[Stored items]
-- Opening Marker --

//! Deprecation warnings for options that still work but have a successor.
//!
//! Warnings go through the console, so `-Verbosity quiet` silences them.

use crate::cli::parser::DeprecatedOption;
use crate::console::Console;
use crate::i18n::{Localizer, Msg};

pub fn option_warning(option: &DeprecatedOption, localizer: &Localizer) -> String {
    match option.replacement.as_deref() {
        Some(replacement) => localizer.format(
            Msg::OptionDeprecatedUseInstead,
            &[("option", option.name.as_str()), ("replacement", replacement)],
        ),
        None => localizer.format(Msg::OptionDeprecated, &[("option", option.name.as_str())]),
    }
}

pub fn warn_deprecated_options(
    console: &dyn Console,
    options: &[DeprecatedOption],
    localizer: &Localizer,
) {
    for option in options {
        console.warning(&option_warning(option, localizer));
    }
}
//! Command-line core: response files, option binding and dispatch.
//!
//! # Architecture
//!
//! ```text
//! argv
//!   │
//!   ▼
//! response_file::expand      @file tokens spliced in (depth ≤ 3, ≤ 2 MB)
//!   │
//!   ▼
//! CommandRegistry::resolve   name or alias → CommandDescriptor
//!   │
//!   ▼
//! parser::extract_options    catalog binders write into the command struct
//!   │
//!   ▼
//! Dispatcher                 deprecation warnings, execute, exit code
//! ```
//!
//! # Module Structure
//!
//! - [`command`] - descriptors, option catalogs, help rendering
//! - [`registry`] - built-in and extension commands
//! - [`parser`] - option binding
//! - [`response_file`] - `@file` expansion
//! - [`dispatch`] - the dispatcher and the built-in command handlers
//! - [`entrypoint`] - process setup for the `pkgcli` binary

pub mod command;
pub mod dispatch;
pub mod entrypoint;
mod error;
pub mod parser;
pub mod registry;
pub mod response_file;

/// Name the executable is invoked as; used in help text.
pub const BINARY_NAME: &str = "pkgcli";

pub use command::{
    CatalogBuilder, CommandBase, CommandContext, CommandDescriptor, CommandInstance,
    OptionCatalog, OptionKind, render_catalog_help, render_command_help,
};
pub use dispatch::{Dispatcher, Services};
pub use error::{CliError, CommandError, ResponseFileError, ResponseFileErrorKind};
pub use parser::{ParseResult, extract_options};
pub use registry::{CommandRegistry, ExtensionProvider};
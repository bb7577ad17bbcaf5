//! `init`: copy every package from one folder feed into another.

use std::any::Any;

use async_trait::async_trait;

use super::expect_arguments;
use crate::cli::command::{CommandBase, CommandContext, CommandDescriptor, CommandInstance};
use crate::cli::error::CommandError;
use crate::fs_utils;

#[derive(Debug, Default)]
pub struct InitCommand {
    base: CommandBase,
    expand: bool,
}

pub fn descriptor() -> CommandDescriptor {
    CommandDescriptor::builder::<InitCommand>("init")
        .summary("Adds all packages from a source folder to a destination feed.")
        .usage("<source> <destination>")
        .description(
            "Copies every package found below the source folder into the destination \
             folder. Packages already present in the destination are skipped.",
        )
        .example("pkgcli init ./build/packages /srv/feed")
        .example("pkgcli init ./build/packages /srv/feed -Expand")
        .options(|o| {
            o.flag(
                "Expand",
                "Lay packages out as <id>/<version>/ in the destination.",
                |c| &mut c.expand,
            )
        })
        .build()
}

#[async_trait]
impl CommandInstance for InitCommand {
    fn base(&self) -> &CommandBase {
        &self.base
    }

    fn base_mut(&mut self) -> &mut CommandBase {
        &mut self.base
    }

    fn as_any_mut(&mut self) -> &mut dyn Any {
        self
    }

    async fn execute(&mut self, ctx: &CommandContext<'_>) -> anyhow::Result<i32> {
        expect_arguments(
            &self.base.arguments,
            2..=2,
            "init requires a source folder and a destination.",
        )?;
        let source = ctx.resolve_path(&self.base.arguments[0]);
        let destination = ctx.resolve_path(&self.base.arguments[1]);
        if !source.is_dir() {
            return Err(CommandError::Failed(format!(
                "Source folder '{}' does not exist.",
                source.display()
            ))
            .into());
        }

        let packages = fs_utils::find_packages(&source)
            .map_err(|err| CommandError::io(format!("Failed to read {}", source.display()), err))?;
        if packages.is_empty() {
            ctx.console.warning(&format!(
                "No packages were found in '{}'.",
                source.display()
            ));
            return Ok(0);
        }

        let mut copied = 0usize;
        for package in &packages {
            let target_dir = if self.expand {
                let stem = package
                    .file_stem()
                    .map(|stem| stem.to_string_lossy().into_owned())
                    .unwrap_or_default();
                match fs_utils::split_package_file_name(&stem) {
                    Some((id, version)) => destination.join(id).join(version),
                    None => {
                        ctx.console.warning(&format!(
                            "Skipping '{}': no version in the file name.",
                            package.display()
                        ));
                        continue;
                    }
                }
            } else {
                destination.clone()
            };

            let added = fs_utils::copy_into(package, &target_dir).map_err(|err| {
                CommandError::io(format!("Failed to copy {}", package.display()), err)
            })?;
            if added {
                copied += 1;
                ctx.console
                    .detail(&format!("Added package '{}'.", package.display()));
            } else {
                ctx.console.detail(&format!(
                    "Package '{}' already exists in '{}'.",
                    package.display(),
                    target_dir.display()
                ));
            }
        }

        tracing::debug!(found = packages.len(), copied, "init finished");
        ctx.console.info(&format!(
            "Added {} of {} package(s) to '{}'.",
            copied,
            packages.len(),
            destination.display()
        ));
        Ok(0)
    }
}
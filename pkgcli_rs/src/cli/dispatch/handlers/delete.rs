//! `delete`: remove a package version from a source.

use std::any::Any;

use async_trait::async_trait;

use super::{expect_arguments, push_source};
use crate::cli::command::{CommandBase, CommandContext, CommandDescriptor, CommandInstance};
use crate::engine::DeleteRequest;
use crate::settings::sections;

#[derive(Debug, Default)]
pub struct DeleteCommand {
    base: CommandBase,
    source: Option<String>,
    api_key: Option<String>,
    no_prompt: bool,
}

pub fn descriptor() -> CommandDescriptor {
    CommandDescriptor::builder::<DeleteCommand>("delete")
        .summary("Deletes a package from the server.")
        .usage("<package Id> <package version>")
        .description(
            "Deletes or unlists a package from a package source. Prompts for confirmation \
             unless -NoPrompt or -NonInteractive is given.",
        )
        .example("pkgcli delete MyPackage 1.0")
        .example("pkgcli delete MyPackage 1.0 -Source https://feed.example -NoPrompt")
        .options(|o| {
            o.value(
                "Source",
                "Package source (URL, folder path or source name) to delete from.",
                |c| &mut c.source,
            )
            .value(
                "ApiKey",
                "The API key for the target source. Defaults to the stored key.",
                |c| &mut c.api_key,
            )
            .flag(
                "NoPrompt",
                "Do not prompt before deleting.",
                |c| &mut c.no_prompt,
            )
            .alias("np")
        })
        .build()
}

#[async_trait]
impl CommandInstance for DeleteCommand {
    fn base(&self) -> &CommandBase {
        &self.base
    }

    fn base_mut(&mut self) -> &mut CommandBase {
        &mut self.base
    }

    fn as_any_mut(&mut self) -> &mut dyn Any {
        self
    }

    async fn execute(&mut self, ctx: &CommandContext<'_>) -> anyhow::Result<i32> {
        expect_arguments(
            &self.base.arguments,
            2..=2,
            "delete requires a package id and a package version.",
        )?;
        let package_id = self.base.arguments[0].clone();
        let version = self.base.arguments[1].clone();

        let settings = ctx.settings()?;
        let source = push_source(self.source.as_deref(), settings.as_ref());
        let api_key = self
            .api_key
            .clone()
            .or_else(|| settings.get(sections::API_KEYS, &source));

        if !self.no_prompt && !self.base.non_interactive {
            let prompt = format!(
                "{} {} will be deleted from '{}'. Would you like to continue?",
                package_id, version, source
            );
            if !ctx.console.confirm(&prompt) {
                ctx.console.info("Package was not deleted.");
                return Ok(0);
            }
        }

        ctx.console
            .info(&format!("Deleting {} {} from '{}'.", package_id, version, source));
        ctx.engine
            .delete(DeleteRequest {
                package_id: package_id.clone(),
                version: version.clone(),
                source,
                api_key,
            })
            .await?;
        ctx.console
            .info(&format!("{} {} was deleted successfully.", package_id, version));
        Ok(0)
    }
}

#[cfg(test)]
mod tests {
    use super::*;
    use crate::cli::dispatch::handlers::DEFAULT_SOURCE;
    use crate::cli::dispatch::handlers::test_support::Fixture;
    use crate::cli::error::CommandError;
    use crate::console::BufferConsole;
    use crate::settings::SettingsStore;
    use tempfile::TempDir;

    #[test]
    fn test_requires_id_and_version() {
        let dir = TempDir::new().expect("temp dir");
        let err = Fixture::new()
            .run(&descriptor(), &["OnlyId"], dir.path())
            .expect_err("usage");
        assert!(matches!(
            err.downcast_ref::<CommandError>(),
            Some(CommandError::Usage(_))
        ));
    }

    #[test]
    fn test_no_prompt_deletes_with_stored_key() {
        let dir = TempDir::new().expect("temp dir");
        let fixture = Fixture::new();
        fixture
            .settings
            .set(sections::API_KEYS, "https://feed.example", "secret")
            .expect("set");
        let code = fixture
            .run(
                &descriptor(),
                &["Pkg", "1.0.0", "-Source", "https://feed.example", "-np"],
                dir.path(),
            )
            .expect("delete");
        assert_eq!(code, 0);
        assert_eq!(
            fixture.engine.deletes(),
            vec![DeleteRequest {
                package_id: "Pkg".into(),
                version: "1.0.0".into(),
                source: "https://feed.example".into(),
                api_key: Some("secret".into()),
            }]
        );
    }

    #[test]
    fn test_declined_confirmation_keeps_package() {
        let dir = TempDir::new().expect("temp dir");
        let mut fixture = Fixture::new();
        fixture.console = BufferConsole::new().with_input(["n"]);
        let code = fixture
            .run(&descriptor(), &["Pkg", "1.0.0"], dir.path())
            .expect("delete");
        assert_eq!(code, 0);
        assert!(fixture.engine.deletes().is_empty());
        assert!(fixture.console.stdout().contains("Package was not deleted."));
    }

    #[test]
    fn test_confirmed_delete_uses_default_source() {
        let dir = TempDir::new().expect("temp dir");
        let mut fixture = Fixture::new();
        fixture.console = BufferConsole::new().with_input(["yes"]);
        fixture
            .run(&descriptor(), &["Pkg", "2.0.0", "-ApiKey", "k"], dir.path())
            .expect("delete");
        let deletes = fixture.engine.deletes();
        assert_eq!(deletes[0].source, DEFAULT_SOURCE);
        assert_eq!(deletes[0].api_key.as_deref(), Some("k"));
    }

    #[test]
    fn test_non_interactive_skips_prompt() {
        let dir = TempDir::new().expect("temp dir");
        let fixture = Fixture::new();
        fixture
            .run(&descriptor(), &["Pkg", "1.0.0", "-NonInteractive"], dir.path())
            .expect("delete");
        assert_eq!(fixture.engine.deletes().len(), 1);
    }
}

-- Closing Marker --

## What is expected
Note each line above that holds "already", then copy all of them.

## Written answer
             folder. Packages already present in the destination are skipped.",
                    "Package '{}' already exists in '{}'.",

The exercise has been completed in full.